Innovation is quite often born out of failure—a good or product lets its owner down, leading said spurned consumer determinedly setting out to build something better. It’s a story that’s been told many times over throughout American history, particularly in the firearms industry. The story at the heart of Nosler brand is no different (and we’ll get to it in just a minute). One of a great many outdoor industry companies to call Oregon home—alongside Leupold & Stevens, Benchmade, Gerber, Crimson Trace and Danner, among others—Nosler has never strayed from its mission to develop the very finest components and ammunition by hunters, for hunters. That said, here are 10 fun facts from the company’s history that you might not know.
1. We’ll kick things off with the little foundation story we hinted at. Back in 1946, while hunting in British Columbia, John Nosler hammered a mud-caked moose with his .300 H&H. Thing is, the big ol’ bull took off running and was never recovered. En route home, John started thinking about how he might build a better bullet—one that hunters could count on to perform every time. Over the next year, he experimented with a few designs before settling on a unique, dual-core bullet that, in its own right, was the original Partition. The next fall, he killed a moose with that bullet. By 1948, the Nosler Partition Bullet Company had been formed.
2. That said, John Nosler tried to sell his new idea elsewhere, first. At the time, Nosler owned a trucking company—and was quite happy with it. So he took his new bullet idea first to a new shop called Sierra Bullets, but things didn’t work out. He spoke with other companies, too, but likewise, left empty-handed. And so he threw up his hands, sold his trucking company and decided to get into bullet making. It’s safe to say that things ultimately worked out.

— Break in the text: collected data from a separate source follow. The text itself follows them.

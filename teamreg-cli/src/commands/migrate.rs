//! Schema command

use anyhow::{Context, Result};
use clap::Parser;
use teamreg_server::db::migrations;

use super::DatabaseArgs;

/// Arguments for the migrate command
#[derive(Parser, Debug)]
pub struct MigrateArgs {
    #[command(flatten)]
    pub database: DatabaseArgs,
}

/// Create the `teams` and `team_members` tables if they are missing
pub async fn run_migrate(args: MigrateArgs) -> Result<()> {
    let (pool, backend) = args.database.connect().await?;

    let result = migrations::run(&pool, backend)
        .await
        .context("Failed to apply database schema");
    pool.close().await;
    result?;

    println!("Schema is up to date ({})", backend.as_str());
    Ok(())
}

3. We mentioned that Nosler calls Oregon home, alongside a great many compatriots from the shooting, hunting and outdoor trade industry. And the Beaver State has indeed always been where the Nosler brand has hung its hat. The company was founded in Ashland, Ore., in 1948, before moving to Bend (where it remains to this day) in 1958.

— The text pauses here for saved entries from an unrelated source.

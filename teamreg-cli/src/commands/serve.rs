//! HTTP server command
//!
//! Connects to the database, applies the schema and serves
//! `POST /api/submit-form` until Ctrl+C or SIGTERM.

use std::net::SocketAddr;

use anyhow::{Context, Result};
use clap::Parser;
use teamreg_server::db::{migrations, AnyPool};
use teamreg_server::Backend;
use teamreg_server::http::{run_server, ServerConfig};

use super::DatabaseArgs;

/// Arguments for the serve command
#[derive(Parser, Debug)]
pub struct ServeArgs {
    /// Address to bind to (default: 127.0.0.1:3001)
    #[arg(long, short = 'b', env = "TEAMREG_BIND", default_value = "127.0.0.1:3001")]
    pub bind: SocketAddr,

    /// Port to listen on, overriding the port in --bind
    #[arg(long, env = "PORT")]
    pub port: Option<u16>,

    /// Allow permissive CORS (all origins) - use with caution
    #[arg(long)]
    pub cors_permissive: bool,

    /// Allowed CORS origin; repeat or comma-separate (default: localhost:3000/3001)
    #[arg(long = "cors-origin", env = "TEAMREG_CORS_ORIGINS", value_delimiter = ',')]
    pub cors_origins: Vec<String>,

    /// Don't create missing tables at startup
    #[arg(long)]
    pub skip_migrations: bool,

    #[command(flatten)]
    pub database: DatabaseArgs,
}

impl ServeArgs {
    fn server_config(&self) -> ServerConfig {
        let mut config = ServerConfig {
            bind_addr: self.bind,
            cors_permissive: self.cors_permissive,
            ..ServerConfig::default()
        };
        if let Some(port) = self.port {
            config.bind_addr.set_port(port);
        }
        if !self.cors_origins.is_empty() {
            config.cors_origins = self.cors_origins.clone();
        }
        config
    }
}

/// Create missing tables; the pool is closed if that fails.
async fn apply_schema(pool: &AnyPool, backend: Backend) -> Result<()> {
    let result = migrations::run(pool, backend)
        .await
        .context("Failed to apply database schema");
    if result.is_err() {
        pool.close().await;
    }
    result
}

/// Run the HTTP server
pub async fn run_serve(args: ServeArgs) -> Result<()> {
    let config = args.server_config();
    let (pool, backend) = args.database.connect().await?;

    if args.skip_migrations {
        tracing::info!("Skipping schema migrations");
    } else {
        apply_schema(&pool, backend).await?;
    }

    tracing::info!("Starting teamreg server on {}", config.bind_addr);

    // Run server (blocks until shutdown, closes the pool on the way out)
    run_server(pool, config).await.context("Server error")?;

    Ok(())
}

4. Alright, time for a little shameless self-promotion for one of our sister publications, American Rifleman. In November 1949, John Nosler took out his very first ad, and selected The American Rifleman. He used the space to thank loyal customers and to make sure the world knew that his Nosler Partition Jacket Bullet was meant for big game.
5. In true family business fashion, John's entire family got involved. His wife Louise often packed the 50-round boxes of .30-caliber bullets that John was building, and his son, Ron, managed much of the shipping. The full family involvement continues to this day, as Nosler remains a family-owned and operated company.
6. John Nosler, who passed away in 2010, was award the NRA Publications Golden Bullseye Pioneer Award in 2007. The Pioneer Award honor is annually awarded to legendary innovators and contributors throughout the firearms industry.
7. Finding a plastic tip on a bullet nowadays isn’t all that hard; the technology is now commonplace on any bullet that’s built to remain accurate at extended ranges. That hot trend, though, started back in 1984 with the Nosler Ballistic Tip. The streamlined polymer tip was designed to resist deformation and initiate expansion upon impact. Two things that hunters found handy in 1984, and find even handier today. Everyone’s got their own version, now, but it was Nosler that kicked things off.
8. It is well-known that Nosler entered the rifle game—on a limited front—in 2005, with the introduction of the Nosler Custom Rifle. In 2006, the company introduced a production rifle: the Nosler Model 48 Trophy Grade. Its name isn’t coincidental. If you’re keeping score at home, you’ll realize that the 48 very much stands for 1948, the year of Nosler’s founding.
9. Collaboration isn't uncommon in the hunting industry. Still, it probably surprised some to see Nosler and Winchester teaming up in the 1990s, when the two behemoths worked together to launch Combined Technology (CT) bullets. Meant to incorporate advanced features to provide the hunter with a blend of in-flight and terminal performance, they've found a home in a wide range of shooting and hunting applications.